Prompt. A single number is required: how many lines in the records below contain "null".

*** Begin section ***

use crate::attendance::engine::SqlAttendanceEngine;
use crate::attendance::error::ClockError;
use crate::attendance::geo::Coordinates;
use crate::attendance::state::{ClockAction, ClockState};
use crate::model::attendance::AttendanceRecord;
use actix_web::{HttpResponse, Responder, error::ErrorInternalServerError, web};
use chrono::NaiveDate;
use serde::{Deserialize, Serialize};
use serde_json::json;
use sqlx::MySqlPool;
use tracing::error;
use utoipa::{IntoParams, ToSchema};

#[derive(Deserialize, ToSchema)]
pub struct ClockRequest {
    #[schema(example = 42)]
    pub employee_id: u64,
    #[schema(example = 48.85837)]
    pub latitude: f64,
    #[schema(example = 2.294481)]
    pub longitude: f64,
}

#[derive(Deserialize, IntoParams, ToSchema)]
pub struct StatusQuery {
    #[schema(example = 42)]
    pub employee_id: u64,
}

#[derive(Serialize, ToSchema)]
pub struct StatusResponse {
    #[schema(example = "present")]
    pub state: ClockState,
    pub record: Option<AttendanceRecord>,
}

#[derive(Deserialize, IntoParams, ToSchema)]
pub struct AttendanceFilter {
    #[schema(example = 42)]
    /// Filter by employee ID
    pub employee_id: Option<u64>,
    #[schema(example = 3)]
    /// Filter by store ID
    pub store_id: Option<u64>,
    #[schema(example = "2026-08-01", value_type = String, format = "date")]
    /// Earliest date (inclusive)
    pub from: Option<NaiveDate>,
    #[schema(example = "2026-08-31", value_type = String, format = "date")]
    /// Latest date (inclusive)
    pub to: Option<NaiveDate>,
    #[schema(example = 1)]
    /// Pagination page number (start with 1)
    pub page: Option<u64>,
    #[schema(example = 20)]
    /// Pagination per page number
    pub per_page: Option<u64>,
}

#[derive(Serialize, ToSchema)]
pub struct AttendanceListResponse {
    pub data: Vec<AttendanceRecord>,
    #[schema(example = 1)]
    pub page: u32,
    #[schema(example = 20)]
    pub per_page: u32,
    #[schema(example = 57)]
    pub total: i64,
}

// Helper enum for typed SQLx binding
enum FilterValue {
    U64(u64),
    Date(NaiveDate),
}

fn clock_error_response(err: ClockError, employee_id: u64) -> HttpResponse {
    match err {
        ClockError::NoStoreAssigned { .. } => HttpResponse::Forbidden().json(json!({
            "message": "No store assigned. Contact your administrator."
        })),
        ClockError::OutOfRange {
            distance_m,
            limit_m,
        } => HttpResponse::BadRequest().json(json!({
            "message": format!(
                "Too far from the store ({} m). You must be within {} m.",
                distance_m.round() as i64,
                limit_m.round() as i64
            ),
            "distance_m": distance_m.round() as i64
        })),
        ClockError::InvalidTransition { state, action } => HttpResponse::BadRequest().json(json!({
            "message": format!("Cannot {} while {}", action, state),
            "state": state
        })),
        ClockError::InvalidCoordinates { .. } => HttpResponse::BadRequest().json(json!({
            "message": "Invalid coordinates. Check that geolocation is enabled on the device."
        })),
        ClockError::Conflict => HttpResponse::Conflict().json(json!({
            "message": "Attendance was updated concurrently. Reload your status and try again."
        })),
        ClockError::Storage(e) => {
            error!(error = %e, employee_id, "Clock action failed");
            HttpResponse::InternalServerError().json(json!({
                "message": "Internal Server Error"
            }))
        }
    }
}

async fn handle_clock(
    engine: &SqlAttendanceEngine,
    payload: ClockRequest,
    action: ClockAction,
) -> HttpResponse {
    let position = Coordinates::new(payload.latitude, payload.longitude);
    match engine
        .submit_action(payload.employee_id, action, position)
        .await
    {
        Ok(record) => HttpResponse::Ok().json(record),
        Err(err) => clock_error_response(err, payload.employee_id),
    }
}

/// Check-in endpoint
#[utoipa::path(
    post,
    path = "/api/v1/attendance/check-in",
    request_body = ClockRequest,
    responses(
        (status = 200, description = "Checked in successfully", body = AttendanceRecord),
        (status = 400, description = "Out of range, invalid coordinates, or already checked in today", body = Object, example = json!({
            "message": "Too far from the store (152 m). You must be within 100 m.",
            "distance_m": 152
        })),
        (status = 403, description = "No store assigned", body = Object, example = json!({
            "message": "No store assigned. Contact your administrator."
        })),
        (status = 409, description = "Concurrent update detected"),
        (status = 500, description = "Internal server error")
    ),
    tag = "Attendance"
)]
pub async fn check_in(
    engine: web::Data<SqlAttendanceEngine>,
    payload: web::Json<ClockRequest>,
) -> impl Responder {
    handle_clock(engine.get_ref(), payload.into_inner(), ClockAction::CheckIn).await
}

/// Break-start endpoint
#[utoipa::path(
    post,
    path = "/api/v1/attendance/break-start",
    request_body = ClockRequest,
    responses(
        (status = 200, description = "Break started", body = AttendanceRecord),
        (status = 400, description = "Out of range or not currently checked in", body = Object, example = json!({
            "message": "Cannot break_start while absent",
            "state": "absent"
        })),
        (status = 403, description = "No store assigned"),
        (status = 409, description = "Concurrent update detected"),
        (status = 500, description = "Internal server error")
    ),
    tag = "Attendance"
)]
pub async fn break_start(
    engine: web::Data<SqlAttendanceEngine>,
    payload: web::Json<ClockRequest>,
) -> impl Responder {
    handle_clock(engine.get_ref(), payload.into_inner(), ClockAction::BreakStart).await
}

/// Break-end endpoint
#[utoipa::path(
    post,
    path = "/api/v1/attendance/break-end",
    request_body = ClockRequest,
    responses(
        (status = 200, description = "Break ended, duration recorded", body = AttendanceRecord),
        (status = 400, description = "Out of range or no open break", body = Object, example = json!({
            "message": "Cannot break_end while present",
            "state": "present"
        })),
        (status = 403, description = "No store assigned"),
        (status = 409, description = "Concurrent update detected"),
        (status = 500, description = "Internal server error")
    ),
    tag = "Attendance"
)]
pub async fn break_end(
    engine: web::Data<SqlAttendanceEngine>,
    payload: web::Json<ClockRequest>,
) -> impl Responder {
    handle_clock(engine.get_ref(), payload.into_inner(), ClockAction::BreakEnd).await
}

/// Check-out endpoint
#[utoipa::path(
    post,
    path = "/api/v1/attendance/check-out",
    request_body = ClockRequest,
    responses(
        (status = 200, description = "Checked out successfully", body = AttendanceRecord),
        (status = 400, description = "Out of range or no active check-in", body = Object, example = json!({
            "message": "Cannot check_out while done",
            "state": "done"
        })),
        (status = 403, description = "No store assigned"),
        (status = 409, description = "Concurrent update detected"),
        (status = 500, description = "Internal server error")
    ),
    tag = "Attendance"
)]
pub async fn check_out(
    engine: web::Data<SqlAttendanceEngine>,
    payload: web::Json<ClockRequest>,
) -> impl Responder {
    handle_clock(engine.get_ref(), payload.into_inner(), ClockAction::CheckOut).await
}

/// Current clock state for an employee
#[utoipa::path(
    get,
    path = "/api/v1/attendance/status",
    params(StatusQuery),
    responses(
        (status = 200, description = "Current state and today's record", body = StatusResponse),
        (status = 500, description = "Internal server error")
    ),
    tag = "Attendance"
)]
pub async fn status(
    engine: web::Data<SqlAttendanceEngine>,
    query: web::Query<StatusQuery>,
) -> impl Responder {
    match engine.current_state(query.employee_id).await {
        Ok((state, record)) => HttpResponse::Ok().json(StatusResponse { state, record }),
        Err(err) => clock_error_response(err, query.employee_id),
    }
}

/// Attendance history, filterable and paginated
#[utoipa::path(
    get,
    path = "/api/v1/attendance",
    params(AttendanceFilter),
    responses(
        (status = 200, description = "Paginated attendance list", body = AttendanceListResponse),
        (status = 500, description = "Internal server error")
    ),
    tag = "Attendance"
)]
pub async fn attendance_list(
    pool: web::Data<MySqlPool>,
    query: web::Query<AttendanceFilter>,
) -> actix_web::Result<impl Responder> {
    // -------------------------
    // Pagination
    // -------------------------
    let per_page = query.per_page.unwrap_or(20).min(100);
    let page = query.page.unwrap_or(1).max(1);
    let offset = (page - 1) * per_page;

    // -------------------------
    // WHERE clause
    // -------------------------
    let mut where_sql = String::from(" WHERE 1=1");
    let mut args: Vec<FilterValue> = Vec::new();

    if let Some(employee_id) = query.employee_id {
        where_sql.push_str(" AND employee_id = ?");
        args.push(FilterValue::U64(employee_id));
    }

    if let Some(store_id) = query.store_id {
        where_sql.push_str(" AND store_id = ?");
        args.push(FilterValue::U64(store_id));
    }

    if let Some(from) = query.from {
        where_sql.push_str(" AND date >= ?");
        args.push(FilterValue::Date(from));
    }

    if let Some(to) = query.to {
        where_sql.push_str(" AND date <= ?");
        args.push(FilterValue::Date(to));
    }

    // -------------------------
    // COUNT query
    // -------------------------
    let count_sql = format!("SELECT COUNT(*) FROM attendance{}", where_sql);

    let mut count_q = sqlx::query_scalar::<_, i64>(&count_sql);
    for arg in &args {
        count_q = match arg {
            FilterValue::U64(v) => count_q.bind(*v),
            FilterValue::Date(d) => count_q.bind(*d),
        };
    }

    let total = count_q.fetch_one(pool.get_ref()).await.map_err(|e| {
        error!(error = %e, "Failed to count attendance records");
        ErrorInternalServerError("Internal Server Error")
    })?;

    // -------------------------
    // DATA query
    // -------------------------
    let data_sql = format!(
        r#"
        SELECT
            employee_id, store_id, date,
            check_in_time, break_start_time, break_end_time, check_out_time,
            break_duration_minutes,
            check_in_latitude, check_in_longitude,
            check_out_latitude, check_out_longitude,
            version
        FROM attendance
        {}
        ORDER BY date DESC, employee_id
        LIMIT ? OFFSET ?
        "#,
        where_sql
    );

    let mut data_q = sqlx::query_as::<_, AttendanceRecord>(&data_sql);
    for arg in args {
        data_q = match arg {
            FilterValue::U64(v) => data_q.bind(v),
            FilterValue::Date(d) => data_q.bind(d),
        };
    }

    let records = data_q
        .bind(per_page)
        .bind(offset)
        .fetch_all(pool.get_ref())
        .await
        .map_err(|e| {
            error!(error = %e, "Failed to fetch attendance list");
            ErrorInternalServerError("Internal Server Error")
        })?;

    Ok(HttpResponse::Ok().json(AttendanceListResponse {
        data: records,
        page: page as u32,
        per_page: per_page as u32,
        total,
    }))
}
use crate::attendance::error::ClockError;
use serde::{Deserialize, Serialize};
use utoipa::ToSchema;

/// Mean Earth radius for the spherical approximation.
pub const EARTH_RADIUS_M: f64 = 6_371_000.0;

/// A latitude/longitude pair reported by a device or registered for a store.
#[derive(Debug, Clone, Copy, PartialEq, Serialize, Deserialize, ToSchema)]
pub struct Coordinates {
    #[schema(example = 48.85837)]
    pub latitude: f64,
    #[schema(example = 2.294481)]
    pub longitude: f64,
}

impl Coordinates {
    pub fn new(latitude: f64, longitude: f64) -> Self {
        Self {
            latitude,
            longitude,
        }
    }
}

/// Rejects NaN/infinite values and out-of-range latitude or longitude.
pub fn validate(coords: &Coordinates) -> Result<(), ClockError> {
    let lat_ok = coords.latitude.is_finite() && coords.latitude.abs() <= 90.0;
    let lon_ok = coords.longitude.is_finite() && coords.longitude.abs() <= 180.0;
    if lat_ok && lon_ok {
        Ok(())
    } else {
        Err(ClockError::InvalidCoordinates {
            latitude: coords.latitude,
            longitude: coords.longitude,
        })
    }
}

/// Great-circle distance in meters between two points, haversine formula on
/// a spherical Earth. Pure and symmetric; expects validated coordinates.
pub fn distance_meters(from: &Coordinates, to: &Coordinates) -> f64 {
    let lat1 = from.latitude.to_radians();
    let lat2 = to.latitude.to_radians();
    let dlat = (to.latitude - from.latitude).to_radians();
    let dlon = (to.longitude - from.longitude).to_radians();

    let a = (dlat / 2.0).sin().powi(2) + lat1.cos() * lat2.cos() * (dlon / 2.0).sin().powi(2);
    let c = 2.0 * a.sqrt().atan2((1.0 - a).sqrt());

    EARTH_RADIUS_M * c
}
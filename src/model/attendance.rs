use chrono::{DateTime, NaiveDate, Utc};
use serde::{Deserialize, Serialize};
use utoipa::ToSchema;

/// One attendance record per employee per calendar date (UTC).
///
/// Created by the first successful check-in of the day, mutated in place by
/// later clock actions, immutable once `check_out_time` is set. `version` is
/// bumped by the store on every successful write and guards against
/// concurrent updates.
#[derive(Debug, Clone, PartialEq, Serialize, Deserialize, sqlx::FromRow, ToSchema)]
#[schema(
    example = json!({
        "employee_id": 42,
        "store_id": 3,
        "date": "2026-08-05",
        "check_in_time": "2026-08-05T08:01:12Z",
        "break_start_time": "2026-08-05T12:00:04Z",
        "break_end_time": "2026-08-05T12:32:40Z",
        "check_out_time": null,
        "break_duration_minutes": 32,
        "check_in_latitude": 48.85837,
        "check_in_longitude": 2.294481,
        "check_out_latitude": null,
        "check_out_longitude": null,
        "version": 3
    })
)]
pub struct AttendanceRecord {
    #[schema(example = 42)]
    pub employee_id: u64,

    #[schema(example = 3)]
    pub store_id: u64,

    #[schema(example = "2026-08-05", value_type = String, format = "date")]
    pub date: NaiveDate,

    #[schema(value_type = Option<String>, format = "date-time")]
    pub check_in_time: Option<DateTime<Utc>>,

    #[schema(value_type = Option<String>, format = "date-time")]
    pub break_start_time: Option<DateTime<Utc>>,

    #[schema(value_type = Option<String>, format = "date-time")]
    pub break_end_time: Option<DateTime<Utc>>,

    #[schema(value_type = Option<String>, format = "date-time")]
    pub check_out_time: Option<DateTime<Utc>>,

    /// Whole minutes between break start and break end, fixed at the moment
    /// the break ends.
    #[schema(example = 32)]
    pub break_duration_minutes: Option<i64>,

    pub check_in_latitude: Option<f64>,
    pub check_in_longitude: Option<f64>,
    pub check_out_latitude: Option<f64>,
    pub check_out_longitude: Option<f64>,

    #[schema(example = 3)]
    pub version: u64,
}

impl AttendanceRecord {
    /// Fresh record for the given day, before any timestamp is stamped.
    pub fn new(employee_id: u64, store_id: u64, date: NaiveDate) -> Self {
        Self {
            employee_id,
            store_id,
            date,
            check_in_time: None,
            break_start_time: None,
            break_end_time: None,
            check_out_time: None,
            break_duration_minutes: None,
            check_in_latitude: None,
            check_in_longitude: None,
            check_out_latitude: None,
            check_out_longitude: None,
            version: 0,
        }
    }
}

*** End section ***

Response to the exercise. 3